- _What you will do_:
All lines between the start of the listing below and the line containing "pub const INVALID_JSON_FROM_MODEL: &str", inclusive, must be repeated exactly.

- _Records supplied_:
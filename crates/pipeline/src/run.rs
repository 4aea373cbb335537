//! Per-payload chain state and the result emitted for it.

use indexmap::IndexMap;
use serde::{Deserialize, Serialize};
use serde_json::{json, Map, Value};

use crate::merge::merge_outputs;
use crate::{ChainRunId, StepName, Timestamp, TokenCount};

/// Error tag recorded when the input-token guardrail cancels a chain.
pub const MAX_INPUT_TOKENS_EXCEEDED: &str = "max_input_tokens_exceeded";

/// Error tag recorded when a JSON-mode step returns unparseable text.
pub const INVALID_JSON_FROM_MODEL: &str = "invalid_json_from_model";

/// Why a chain stopped early.
#[derive(Debug, Clone, PartialEq, Eq, Serialize, Deserialize)]
pub struct CancellationDetail {
    pub error: String,
    /// The step whose request exceeded the limit. It was never sent.
    pub step: StepName,
    pub max_input_tokens: TokenCount,
    pub actual_input_tokens: TokenCount,
}

impl CancellationDetail {
    pub fn max_input_tokens_exceeded(step: StepName, limit: TokenCount, actual: TokenCount) -> Self {
        Self {
            error: MAX_INPUT_TOKENS_EXCEEDED.to_owned(),
            step,
            max_input_tokens: limit,
            actual_input_tokens: actual,
        }
    }

    /// The detail as a JSON object, as recorded in the step's output slot.
    pub fn to_value(&self) -> Value {
        json!({
            "error": self.error,
            "step": self.step.as_str(),
            "max_input_tokens": self.max_input_tokens.as_u64(),
            "actual_input_tokens": self.actual_input_tokens.as_u64(),
        })
    }
}

/// Output recorded for a JSON-mode step whose reply did not parse.
pub fn invalid_json_output(raw_text: &str) -> Value {
    json!({
        "error": INVALID_JSON_FROM_MODEL,
        "raw_text": raw_text,
    })
}

/// State of one chain execution. Owned by the executor for its whole life.
#[derive(Debug, Clone)]
pub struct ChainRun {
    pub id: ChainRunId,
    pub started_at: Timestamp,
    payload: Value,
    outputs: IndexMap<StepName, Value>,
    cancelled: Option<CancellationDetail>,
}

impl ChainRun {
    pub fn new(payload: Value) -> Self {
        Self {
            id: ChainRunId::new_random(),
            started_at: Timestamp::now(),
            payload,
            outputs: IndexMap::new(),
            cancelled: None,
        }
    }

    pub fn payload(&self) -> &Value {
        &self.payload
    }

    /// Outputs in execution order.
    ///
    /// Recording a name twice replaces the value but keeps its first position.
    pub fn outputs(&self) -> &IndexMap<StepName, Value> {
        &self.outputs
    }

    pub fn cancellation(&self) -> Option<&CancellationDetail> {
        self.cancelled.as_ref()
    }

    pub fn is_cancelled(&self) -> bool {
        self.cancelled.is_some()
    }

    /// Records a completed step's output.
    pub fn record(&mut self, step: StepName, output: Value) {
        self.outputs.insert(step, output);
    }

    /// Marks the run cancelled; the detail also becomes the step's output.
    pub fn cancel(&mut self, detail: CancellationDetail) {
        self.outputs.insert(detail.step.clone(), detail.to_value());
        self.cancelled = Some(detail);
    }

    /// The payload's `from` field, when the payload is an object carrying one.
    pub fn reply_target(&self) -> Option<&Value> {
        self.payload.as_object()?.get("from")
    }

    /// Merges the outputs of `output_names` and packages the result.
    pub fn into_result(self, output_names: &[StepName]) -> MergedResult {
        let answers = merge_outputs(&self.outputs, output_names);
        let to = self.reply_target().cloned();
        MergedResult {
            answers,
            cancelled: self.cancelled,
            to,
        }
    }
}

/// The single result emitted for a processed payload.
#[derive(Debug, Clone, PartialEq, Serialize)]
pub struct MergedResult {
    pub answers: Map<String, Value>,
    #[serde(skip_serializing_if = "Option::is_none")]
    pub cancelled: Option<CancellationDetail>,
    /// Copied verbatim from the payload's `from` field.
    #[serde(skip_serializing_if = "Option::is_none")]
    pub to: Option<Value>,
}

impl MergedResult {
    /// The result as a JSON object: `answers`, then `cancelled` and `to` when set.
    pub fn into_value(self) -> Value {
        let mut out = Map::new();
        out.insert("answers".to_owned(), Value::Object(self.answers));
        if let Some(detail) = self.cancelled {
            out.insert("cancelled".to_owned(), detail.to_value());
        }
        if let Some(to) = self.to {
            out.insert("to".to_owned(), to);
        }
        Value::Object(out)
    }
}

- _Exercise result_:
filename crates/pipeline/src/run.rs
repository 4aea373cbb335537
//! Per-payload chain state and the result emitted for it.

use indexmap::IndexMap;
use serde::{Deserialize, Serialize};
use serde_json::{json, Map, Value};

use crate::merge::merge_outputs;
use crate::{ChainRunId, StepName, Timestamp, TokenCount};

/// Error tag recorded when the input-token guardrail cancels a chain.
pub const MAX_INPUT_TOKENS_EXCEEDED: &str = "max_input_tokens_exceeded";

/// Error tag recorded when a JSON-mode step returns unparseable text.
pub const INVALID_JSON_FROM_MODEL: &str = "invalid_json_from_model";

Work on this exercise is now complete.